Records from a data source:
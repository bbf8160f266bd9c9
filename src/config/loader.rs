//! Configuration loading and discovery for `spritesplit.toml`
//!
//! Provides functions to find, load, and merge configuration.

use super::schema::SplitConfig;
use crate::ocr::OcrBackendChoice;
use std::env;
use std::fs;
use std::path::{Path, PathBuf};
use thiserror::Error;

/// Config filename looked for in each directory.
pub const CONFIG_FILENAME: &str = "spritesplit.toml";

/// Configuration loading error
#[derive(Debug, Error)]
#[non_exhaustive]
pub enum ConfigError {
    /// File I/O error
    #[error("Failed to read config: {0}")]
    Io(#[from] std::io::Error),
    /// TOML parsing error
    #[error("Failed to parse spritesplit.toml: {0}")]
    Parse(#[from] toml::de::Error),
    /// Validation error
    #[error("Config validation failed:\n{}", .0.iter().map(|e| format!("  - {}", e)).collect::<Vec<_>>().join("\n"))]
    Validation(Vec<String>),
}

/// CLI arguments that can override config values
#[derive(Debug, Default, Clone)]
pub struct CliOverrides {
    /// Override OCR backend
    pub ocr: Option<OcrBackendChoice>,
    /// Override index filename
    pub index_file: Option<String>,
}

/// Find spritesplit.toml by walking up from the current working directory.
///
/// Search order:
/// 1. Walk up from current directory looking for spritesplit.toml
/// 2. Check XDG_CONFIG_HOME/spritesplit/spritesplit.toml (or ~/.config/...)
pub fn find_config() -> Option<PathBuf> {
    if let Ok(cwd) = env::current_dir() {
        if let Some(path) = find_config_from(cwd) {
            return Some(path);
        }
    }

    find_xdg_config()
}

/// Find spritesplit.toml in the XDG config directory.
pub fn find_xdg_config() -> Option<PathBuf> {
    let xdg_config = env::var("XDG_CONFIG_HOME")
        .map(PathBuf::from)
        .or_else(|_| env::var("HOME").map(|h| PathBuf::from(h).join(".config")))
        .ok()?;

    let config_path = xdg_config.join("spritesplit").join(CONFIG_FILENAME);
    if config_path.exists() {
        Some(config_path)
    } else {
        None
    }
}

/// Find spritesplit.toml by walking up from a specific directory.
pub fn find_config_from(start: PathBuf) -> Option<PathBuf> {
    let mut current = start;

    loop {
        let config_path = current.join(CONFIG_FILENAME);
        if config_path.exists() {
            return Some(config_path);
        }

        if !current.pop() {
            return None;
        }
    }
}

/// Load configuration.
///
/// If a path is provided, loads from that file and fails if it is missing.
/// Otherwise uses [`find_config`], falling back to defaults when nothing is
/// found.
///
/// # Example
/// ```ignore
/// let config = load_config(None)?;
/// let config = load_config(Some(Path::new("sprites/spritesplit.toml")))?;
/// ```
pub fn load_config(path: Option<&Path>) -> Result<SplitConfig, ConfigError> {
    let config_path = match path {
        Some(p) => Some(p.to_path_buf()),
        None => find_config(),
    };

    match config_path {
        Some(p) => {
            tracing::debug!(path = %p.display(), "loading config");
            load_config_file(&p)
        }
        None => Ok(SplitConfig::default()),
    }
}

fn load_config_file(path: &Path) -> Result<SplitConfig, ConfigError> {
    let contents = fs::read_to_string(path)?;
    let config: SplitConfig = toml::from_str(&contents)?;

    let errors = config.validate();
    if !errors.is_empty() {
        return Err(ConfigError::Validation(errors.into_iter().map(|e| e.to_string()).collect()));
    }

    Ok(config)
}

/// Merge CLI overrides into a configuration.
///
/// CLI arguments take precedence over config file values. Re-validate
/// afterwards; an overridden index filename is not checked here.
pub fn merge_cli_overrides(config: &mut SplitConfig, overrides: &CliOverrides) {
    if let Some(backend) = overrides.ocr {
        config.ocr.backend = backend;
    }

    if let Some(ref index_file) = overrides.index_file {
        config.output.index_file = index_file.clone();
    }
}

> **REQUIRED ACTION**: Find the word "collect" in the records and pull out each line that has it.

> **PROBLEM SOLUTION**:
    #[error("Config validation failed:\n{}", .0.iter().map(|e| format!("  - {}", e)).collect::<Vec<_>>().join("\n"))]
        return Err(ConfigError::Validation(errors.into_iter().map(|e| e.to_string()).collect()));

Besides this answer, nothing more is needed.